We think Coursera (COUR) stock is worth a look: It is growing, producing cash, and available at a significant valuation discount. Companies like this can use cash to fuel additional revenue growth, or simply pay their shareholders through dividends or buybacks. Either move makes them attractive to the market.

What Is Happening With COUR

COUR is down 13% so far this year and is now available at a significant discount to its 3-month, 1-year, and 2-year highs. This can be attributed to heightened competitive intensity and a subdued Enterprise segment, affecting net retention rates. The all-stock merger with Udemy, announced December 17, 2025, also influenced recent market dynamics.

The stock may not reflect it yet, but here is what’s going well for the company.

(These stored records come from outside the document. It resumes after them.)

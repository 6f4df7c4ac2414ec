//! On-host directory layout of a deployment root.
//!
//! ```text
//! deploy_to/
//!   current -> releases/20260101120000
//!   releases/<timestamp>/
//!   shared/            linked dirs, linked files, sockets, pids
//!   repo/              git mirror
//!   revisions.log
//!   .deploy.lock/
//! ```

use chrono::{DateTime, NaiveDateTime, Utc};
use std::path::{Path, PathBuf};

pub const RELEASE_NAME_FORMAT: &str = "%Y%m%d%H%M%S";

#[derive(Debug, Clone, PartialEq, Eq)]
pub struct DeployLayout {
    root: PathBuf,
}

impl DeployLayout {
    pub fn new(root: impl Into<PathBuf>) -> Self {
        Self { root: root.into() }
    }

    pub fn root(&self) -> &Path {
        &self.root
    }

    pub fn releases(&self) -> PathBuf {
        self.root.join("releases")
    }

    pub fn release(&self, name: &str) -> PathBuf {
        self.releases().join(name)
    }

    pub fn shared(&self) -> PathBuf {
        self.root.join("shared")
    }

    pub fn current(&self) -> PathBuf {
        self.root.join("current")
    }

    /// Staging name for the atomic `current` swap.
    pub fn current_tmp(&self) -> PathBuf {
        self.root.join("current_tmp")
    }

    pub fn repo(&self) -> PathBuf {
        self.root.join("repo")
    }

    pub fn lock(&self) -> PathBuf {
        self.root.join(".deploy.lock")
    }

    pub fn revision_log(&self) -> PathBuf {
        self.root.join("revisions.log")
    }
}

pub fn release_name_at(at: DateTime<Utc>) -> String {
    at.format(RELEASE_NAME_FORMAT).to_string()
}

pub fn is_release_name(name: &str) -> bool {
    name.len() == 14 && NaiveDateTime::parse_from_str(name, RELEASE_NAME_FORMAT).is_ok()
}

/// Sorted release names found in a `ls -1` listing; other entries are ignored.
pub fn parse_release_listing(listing: &str) -> Vec<String> {
    let mut names: Vec<String> = listing
        .lines()
        .map(str::trim)
        .filter(|name| is_release_name(name))
        .map(str::to_string)
        .collect();
    names.sort();
    names
}

/// Releases to delete so that at most `keep` remain; the live one is never chosen.
pub fn releases_to_prune(sorted: &[String], keep: usize, live: Option<&str>) -> Vec<String> {
    if sorted.len() <= keep {
        return Vec::new();
    }
    let excess = sorted.len() - keep;
    let mut doomed: Vec<String> = sorted
        .iter()
        .filter(|name| Some(name.as_str()) != live)
        .take(excess)
        .cloned()
        .collect();
    doomed.sort();
    doomed
}

/// Release immediately older than `live`.
pub fn release_before<'a>(sorted: &'a [String], live: &str) -> Option<&'a String> {
    let idx = sorted.iter().position(|name| name == live)?;
    idx.checked_sub(1).map(|prev| &sorted[prev])
}
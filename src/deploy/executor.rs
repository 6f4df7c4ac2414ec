use crate::deploy::host::Host;
use crate::error::{IsRetryable, StorefrontError};
use async_trait::async_trait;
use backon::{ExponentialBuilder, Retryable};
use std::process::Output;
use std::time::Duration;
use tokio::process::Command;
use tracing::{debug, warn};

/// ssh reserves exit status 255 for its own connection errors.
const SSH_CONNECTION_FAILURE: i32 = 255;

#[derive(Debug, Clone, PartialEq, Eq)]
pub struct CommandOutput {
    pub status: i32,
    pub stdout: String,
    pub stderr: String,
}

impl CommandOutput {
    pub fn success(&self) -> bool {
        self.status == 0
    }
}

impl From<Output> for CommandOutput {
    fn from(output: Output) -> Self {
        Self {
            status: output.status.code().unwrap_or(-1),
            stdout: String::from_utf8_lossy(&output.stdout).into_owned(),
            stderr: String::from_utf8_lossy(&output.stderr).into_owned(),
        }
    }
}

/// Runs rendered shell lines on a host.
///
/// A non-zero exit is reported through [`CommandOutput::status`], not as an
/// error; errors mean the command could not be run at all.
#[async_trait]
pub trait Executor: Send + Sync {
    async fn execute(&self, host: &Host, line: &str) -> Result<CommandOutput, StorefrontError>;
}

pub struct SshExecutor {
    retry_policy: ExponentialBuilder,
}

impl SshExecutor {
    pub fn new(connect_retries: usize) -> Self {
        let retry_policy = ExponentialBuilder::default()
            .with_min_delay(Duration::from_secs(1))
            .with_max_delay(Duration::from_secs(5))
            .with_max_times(connect_retries)
            .with_jitter();
        Self { retry_policy }
    }

    async fn execute_once(
        &self,
        host: &Host,
        line: &str,
    ) -> Result<CommandOutput, StorefrontError> {
        let output: CommandOutput = Command::new("ssh")
            .args(["-o", "BatchMode=yes", "-p"])
            .arg(host.port.to_string())
            .arg(host.destination())
            .arg("--")
            .arg(line)
            .kill_on_drop(true)
            .output()
            .await?
            .into();

        if output.status == SSH_CONNECTION_FAILURE {
            return Err(StorefrontError::Unreachable {
                host: host.destination(),
                reason: output.stderr.trim().to_string(),
            });
        }
        Ok(output)
    }
}

#[async_trait]
impl Executor for SshExecutor {
    async fn execute(&self, host: &Host, line: &str) -> Result<CommandOutput, StorefrontError> {
        debug!(host = %host, command = %line, "ssh");
        (|| async { self.execute_once(host, line).await })
            .retry(self.retry_policy.clone())
            .when(|e: &StorefrontError| e.is_retryable())
            .notify(|err, dur: Duration| {
                warn!(host = %host, "ssh connection failed ({}), retrying in {:?}", err, dur);
            })
            .await
    }
}

/// Runs everything through `sh -c` on this machine, ignoring the host address.
#[derive(Debug, Default, Clone, Copy)]
pub struct LocalExecutor;

#[async_trait]
impl Executor for LocalExecutor {
    async fn execute(&self, host: &Host, line: &str) -> Result<CommandOutput, StorefrontError> {
        debug!(host = %host, command = %line, "local");
        let output = Command::new("sh")
            .arg("-c")
            .arg(line)
            .kill_on_drop(true)
            .output()
            .await?;
        Ok(output.into())
    }
}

Coursera’s registered learners grew to 191 million, adding 7.7 million in Q3 2025, and paid enterprise customers reached 1,724. Operating cash flow was strong at $33.9 million in Q3 2025, with a very low debt-to-equity ratio of 0.01. Expansion in AI-driven learning, including over 925 generative AI courses, demonstrates product momentum, supported by a raised full-year 2025 revenue outlook of $750-$754 million.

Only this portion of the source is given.